Rule #3 – The most important rule, the rule you can never forget, no matter how much she cries, no matter how much she begs, never use heat tools before or after midnight.
If you do, and if you fail to use heat protectant, you will end up with ‘Yellow Stripe’ the Gremlin. If you let that sadistic trouble maker loose, then Gremlin yellows will soon be running amok in your hair.
All this talk of ‘Gremlins’ sends me down a Phoebe Cates rabbit hole. How I idolised her shiny, sleek hair in ‘Lace’ the 1984 miniseries. Please let her be visibly grey now. A silver Lili. Not yet…
“I like it,” my well wishing mother says when she sees the yellow. Finally, her daughter is blonde. Now if I could just get some fillers, I would be perfect.
In a world that aspires to be blonde, this should be celebrated. But this former brunette, who has had more hair colours than Madonna, already tried blonde once – with disastrous consequences. It was less ‘Blonde Ambition’ and more ‘Yellow. Can’t be arsed.’
So now it’s more waiting. Or go for that Meg Ryan/Drew Barrymore choppy look circa 1994.
I’m obsessed with the yellow. Taking pictures, showing my husband the offending strands, and examining it forensically in multiple light settings, from the attic skylight to the car sunroof.
I feel dingy.

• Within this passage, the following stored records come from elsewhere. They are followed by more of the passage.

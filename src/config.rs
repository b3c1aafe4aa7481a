use chrono::Duration;
use serde::Deserialize;

/// Application configuration. The embedding application deserializes this
/// from whatever configuration source it uses (config file, environment)
/// and hands it to [`crate::VotingService`].
#[derive(Debug, Clone, Deserialize)]
pub struct Config {
    // non-secrets
    biometric_timeout: u32,
    session_ttl: u32,
    // secrets
    hmac_secret: String,
}

impl Config {
    /// Server-side bound on a single biometric gate call, in seconds.
    pub fn biometric_timeout(&self) -> std::time::Duration {
        std::time::Duration::from_secs(self.biometric_timeout.into())
    }

    /// Valid lifetime of a voting session in seconds.
    pub fn session_ttl(&self) -> Duration {
        Duration::seconds(self.session_ttl.into())
    }

    /// Secret key used to derive voter hashes and receipt confirmation codes.
    pub fn hmac_secret(&self) -> &[u8] {
        self.hmac_secret.as_bytes()
    }
}
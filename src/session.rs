use chrono::{DateTime, Duration, Utc};

use crate::biometric::MAX_BIOMETRIC_ATTEMPTS;
use crate::eligibility::{Eligibility, VoterScope};
use crate::error::{Error, Result};
use crate::model::election::ElectionPhase;
use crate::model::{ElectionId, VoterId};

/// Where a voting attempt currently sits in the casting protocol.
///
/// Every transition is a pure function of (current state, input), so the
/// machine is directly unit-testable without the orchestrator.
#[derive(Debug, Clone, PartialEq, Eq)]
pub enum SessionState {
    Start,
    EligibilityChecked,
    ElectionPhaseChecked,
    ElectionSelected,
    BiometricPending { attempts_remaining: u8 },
    BiometricVerified,
    Voted,
    Receipted,
}

/// Result of feeding one biometric outcome into the machine.
#[derive(Debug, Clone, PartialEq, Eq)]
pub enum BiometricStep {
    Verified,
    /// Failed, with retries left.
    Retry { attempts_remaining: u8 },
    /// Failed and out of retries: the attempt restarts from `Start`,
    /// forcing identity re-verification.
    Exhausted,
}

impl SessionState {
    /// `Start → EligibilityChecked`, yielding the scope snapshot; an
    /// ineligible verdict is terminal for this election.
    pub fn on_eligibility(self, eligibility: Eligibility) -> Result<(SessionState, VoterScope)> {
        match self {
            SessionState::Start => match eligibility {
                Eligibility::Eligible {
                    constituency,
                    state,
                } => Ok((
                    SessionState::EligibilityChecked,
                    VoterScope {
                        constituency,
                        state,
                    },
                )),
                Eligibility::Ineligible { reason } => Err(Error::Ineligible(reason)),
            },
            state => Err(state.unexpected("eligibility check")),
        }
    }

    /// `EligibilityChecked → ElectionPhaseChecked` while the election is
    /// inside its voting window.
    pub fn on_phase_check(self, phase: ElectionPhase) -> Result<SessionState> {
        match self {
            SessionState::EligibilityChecked => {
                if phase == ElectionPhase::Voting {
                    Ok(SessionState::ElectionPhaseChecked)
                } else {
                    Err(Error::VotingClosed(phase))
                }
            }
            state => Err(state.unexpected("phase check")),
        }
    }

    /// `ElectionPhaseChecked → ElectionSelected`. Fail-fast pre-check only:
    /// the authoritative duplicate rejection is the ledger's atomic append.
    pub fn on_ledger_precheck(self, has_voted: bool) -> Result<SessionState> {
        match self {
            SessionState::ElectionPhaseChecked => {
                if has_voted {
                    Err(Error::AlreadyVoted)
                } else {
                    Ok(SessionState::ElectionSelected)
                }
            }
            state => Err(state.unexpected("ledger pre-check")),
        }
    }

    /// Arm the biometric gate with the full attempt budget.
    pub fn on_gate_armed(self) -> Result<SessionState> {
        match self {
            SessionState::ElectionSelected => Ok(SessionState::BiometricPending {
                attempts_remaining: MAX_BIOMETRIC_ATTEMPTS,
            }),
            state => Err(state.unexpected("gate arming")),
        }
    }

    /// One biometric outcome. Only valid while the gate is pending.
    pub fn on_biometric(self, passed: bool) -> Result<(SessionState, BiometricStep)> {
        match self {
            SessionState::BiometricPending { attempts_remaining } => {
                if passed {
                    Ok((SessionState::BiometricVerified, BiometricStep::Verified))
                } else if attempts_remaining > 1 {
                    let attempts_remaining = attempts_remaining - 1;
                    Ok((
                        SessionState::BiometricPending { attempts_remaining },
                        BiometricStep::Retry { attempts_remaining },
                    ))
                } else {
                    Ok((SessionState::Start, BiometricStep::Exhausted))
                }
            }
            state => Err(state.unexpected("biometric submission")),
        }
    }

    /// Second phase gate, immediately before the ledger write: a long
    /// biometric pause must not let a vote slip past the close time.
    pub fn on_final_phase_check(self, phase: ElectionPhase) -> Result<SessionState> {
        match self {
            SessionState::BiometricVerified => {
                if phase == ElectionPhase::Voting {
                    Ok(SessionState::BiometricVerified)
                } else {
                    Err(Error::VotingClosed(phase))
                }
            }
            state => Err(state.unexpected("final phase check")),
        }
    }

    /// `BiometricVerified → Voted` once the ledger append has succeeded.
    pub fn on_appended(self) -> Result<SessionState> {
        match self {
            SessionState::BiometricVerified => Ok(SessionState::Voted),
            state => Err(state.unexpected("ledger append")),
        }
    }

    /// `Voted → Receipted`. Cannot fail once `Voted` is reached.
    pub fn on_receipted(self) -> Result<SessionState> {
        match self {
            SessionState::Voted => Ok(SessionState::Receipted),
            state => Err(state.unexpected("receipt construction")),
        }
    }

    pub(crate) fn unexpected(&self, action: &str) -> Error {
        Error::BadRequest(format!("Cannot perform {action} in session state {self:?}"))
    }
}

/// One in-flight voting attempt.
///
/// Holds the scope snapshot taken at eligibility time; after completion the
/// orchestrator drops the session and retains no vote data.
#[derive(Debug, Clone)]
pub struct VotingSession {
    pub id: String,
    pub voter_id: VoterId,
    pub election_id: ElectionId,
    /// Scope snapshot from eligibility resolution.
    pub scope: VoterScope,
    pub created_at: DateTime<Utc>,
    pub state: SessionState,
}

impl VotingSession {
    /// Session freshness under the configured TTL.
    pub fn expired(&self, now: DateTime<Utc>, ttl: Duration) -> bool {
        now - self.created_at > ttl
    }
}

Less confident and proud. It’s discouraging to go from light silver to this. It’s regressive to go from some faded dye on the ends to yellow root to tip in some places. I feel cheated. Once again trying to hide my yellows as I did my greys.
When life gives you lemons make gin
My family stage an intervention. “We’re worried about you. The world is falling apart and you’re obsessed with straighteners and a bit of microscopic yellow?”
“Alexa, play ‘Haidresser on Fire’ song,” I order. It’s a tongue-in-cheek track about vanity, the beauty industry and the trauma of not being able to secure a hairdressing appointment. Morrissey understands. As do my readers.
One month on and I’m counting down the days to my next haircut as if it were Christmas. My present? More yellow hairs on the salon floor.
The lengthy process continues, but I hope my experience will save you from this yellow blot on the hairscape.